AIM OF THE TASK: From the entries below, return every line that includes the word "Reads".

(Stored data entries)

###

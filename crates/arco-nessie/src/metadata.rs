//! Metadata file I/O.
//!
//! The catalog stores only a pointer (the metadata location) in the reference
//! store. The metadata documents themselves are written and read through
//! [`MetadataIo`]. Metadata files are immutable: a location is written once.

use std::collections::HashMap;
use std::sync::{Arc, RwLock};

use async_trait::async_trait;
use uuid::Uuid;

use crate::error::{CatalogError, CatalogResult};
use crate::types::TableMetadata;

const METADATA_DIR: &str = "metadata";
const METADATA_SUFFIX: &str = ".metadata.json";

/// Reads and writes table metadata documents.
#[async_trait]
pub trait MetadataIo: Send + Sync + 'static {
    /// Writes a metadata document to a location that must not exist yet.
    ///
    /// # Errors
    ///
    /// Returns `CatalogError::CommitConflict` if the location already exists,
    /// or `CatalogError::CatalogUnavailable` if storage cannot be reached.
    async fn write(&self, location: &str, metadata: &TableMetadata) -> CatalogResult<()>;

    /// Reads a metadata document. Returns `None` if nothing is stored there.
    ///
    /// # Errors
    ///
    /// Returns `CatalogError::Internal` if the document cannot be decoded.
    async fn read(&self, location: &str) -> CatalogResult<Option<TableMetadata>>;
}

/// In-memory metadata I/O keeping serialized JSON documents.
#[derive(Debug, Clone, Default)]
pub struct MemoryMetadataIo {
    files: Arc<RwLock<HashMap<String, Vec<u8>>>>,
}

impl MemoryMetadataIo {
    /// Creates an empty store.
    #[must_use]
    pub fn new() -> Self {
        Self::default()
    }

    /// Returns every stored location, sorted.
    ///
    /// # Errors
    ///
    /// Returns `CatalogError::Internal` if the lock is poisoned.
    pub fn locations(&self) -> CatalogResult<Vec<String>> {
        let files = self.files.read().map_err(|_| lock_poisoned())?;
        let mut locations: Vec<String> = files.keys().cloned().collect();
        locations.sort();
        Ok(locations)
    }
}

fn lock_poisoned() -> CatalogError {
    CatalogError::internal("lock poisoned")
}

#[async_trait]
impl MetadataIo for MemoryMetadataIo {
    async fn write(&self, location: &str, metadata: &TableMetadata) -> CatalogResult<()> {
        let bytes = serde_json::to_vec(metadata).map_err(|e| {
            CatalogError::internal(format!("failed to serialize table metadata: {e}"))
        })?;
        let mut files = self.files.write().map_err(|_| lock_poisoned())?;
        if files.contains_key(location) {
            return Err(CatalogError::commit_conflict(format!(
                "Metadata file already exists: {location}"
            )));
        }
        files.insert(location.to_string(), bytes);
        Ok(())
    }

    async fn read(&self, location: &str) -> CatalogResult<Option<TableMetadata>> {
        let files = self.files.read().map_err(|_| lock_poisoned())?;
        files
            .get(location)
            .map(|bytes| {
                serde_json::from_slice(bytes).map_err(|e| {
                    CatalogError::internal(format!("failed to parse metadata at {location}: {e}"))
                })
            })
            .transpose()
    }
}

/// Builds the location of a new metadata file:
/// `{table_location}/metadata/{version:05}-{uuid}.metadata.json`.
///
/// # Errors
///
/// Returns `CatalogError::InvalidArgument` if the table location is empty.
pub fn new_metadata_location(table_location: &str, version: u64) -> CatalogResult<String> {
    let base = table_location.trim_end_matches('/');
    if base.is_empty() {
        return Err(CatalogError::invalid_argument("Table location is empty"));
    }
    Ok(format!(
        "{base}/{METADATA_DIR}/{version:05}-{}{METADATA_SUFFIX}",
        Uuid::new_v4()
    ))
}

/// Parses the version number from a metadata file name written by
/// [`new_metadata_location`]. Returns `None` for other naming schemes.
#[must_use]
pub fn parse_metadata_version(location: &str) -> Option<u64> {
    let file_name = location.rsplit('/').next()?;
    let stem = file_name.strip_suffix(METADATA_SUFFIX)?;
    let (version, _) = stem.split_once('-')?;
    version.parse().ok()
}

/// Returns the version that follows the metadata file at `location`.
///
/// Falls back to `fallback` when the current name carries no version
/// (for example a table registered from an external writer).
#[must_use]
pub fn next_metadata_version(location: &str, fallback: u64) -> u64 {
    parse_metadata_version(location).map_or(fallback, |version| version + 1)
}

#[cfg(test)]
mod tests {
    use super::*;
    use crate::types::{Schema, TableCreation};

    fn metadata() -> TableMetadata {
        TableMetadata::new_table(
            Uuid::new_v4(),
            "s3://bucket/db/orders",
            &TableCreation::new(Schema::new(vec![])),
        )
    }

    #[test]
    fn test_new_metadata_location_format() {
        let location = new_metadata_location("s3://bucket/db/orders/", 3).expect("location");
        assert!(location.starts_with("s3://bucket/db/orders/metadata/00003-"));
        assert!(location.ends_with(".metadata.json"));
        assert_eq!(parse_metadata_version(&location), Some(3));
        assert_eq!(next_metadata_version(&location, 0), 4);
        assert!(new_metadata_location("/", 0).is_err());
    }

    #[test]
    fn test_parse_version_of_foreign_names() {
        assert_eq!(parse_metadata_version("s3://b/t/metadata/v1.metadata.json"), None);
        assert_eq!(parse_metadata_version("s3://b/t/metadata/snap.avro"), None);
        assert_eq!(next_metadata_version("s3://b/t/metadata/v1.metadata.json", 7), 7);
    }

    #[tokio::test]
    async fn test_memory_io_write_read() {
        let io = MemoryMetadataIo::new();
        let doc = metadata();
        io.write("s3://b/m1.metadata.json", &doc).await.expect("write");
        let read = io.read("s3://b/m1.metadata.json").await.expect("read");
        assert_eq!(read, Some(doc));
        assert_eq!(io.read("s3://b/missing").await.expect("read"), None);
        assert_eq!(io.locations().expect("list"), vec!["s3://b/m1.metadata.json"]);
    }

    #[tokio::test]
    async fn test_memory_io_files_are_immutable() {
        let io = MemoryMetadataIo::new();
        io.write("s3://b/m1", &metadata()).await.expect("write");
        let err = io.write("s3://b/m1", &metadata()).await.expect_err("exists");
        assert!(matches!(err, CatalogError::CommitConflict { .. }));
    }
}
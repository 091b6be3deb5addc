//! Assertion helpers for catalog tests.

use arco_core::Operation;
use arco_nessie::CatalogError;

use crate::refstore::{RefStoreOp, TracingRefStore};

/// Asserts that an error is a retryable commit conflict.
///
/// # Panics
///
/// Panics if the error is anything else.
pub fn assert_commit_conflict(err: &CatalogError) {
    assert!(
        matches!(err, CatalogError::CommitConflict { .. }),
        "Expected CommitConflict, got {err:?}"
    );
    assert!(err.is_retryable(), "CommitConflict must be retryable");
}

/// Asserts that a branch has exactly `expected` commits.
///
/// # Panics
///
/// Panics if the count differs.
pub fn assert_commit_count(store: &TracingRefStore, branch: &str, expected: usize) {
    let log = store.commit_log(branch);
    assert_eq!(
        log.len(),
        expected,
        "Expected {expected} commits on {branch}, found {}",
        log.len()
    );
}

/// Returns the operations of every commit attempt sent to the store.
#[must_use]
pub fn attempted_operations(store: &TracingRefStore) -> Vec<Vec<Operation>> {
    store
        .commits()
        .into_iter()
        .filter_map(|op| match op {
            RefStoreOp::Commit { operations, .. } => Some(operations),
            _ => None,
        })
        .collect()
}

###

TASK RESULT:
/// Reads and writes table metadata documents.
    /// Reads a metadata document. Returns `None` if nothing is stored there.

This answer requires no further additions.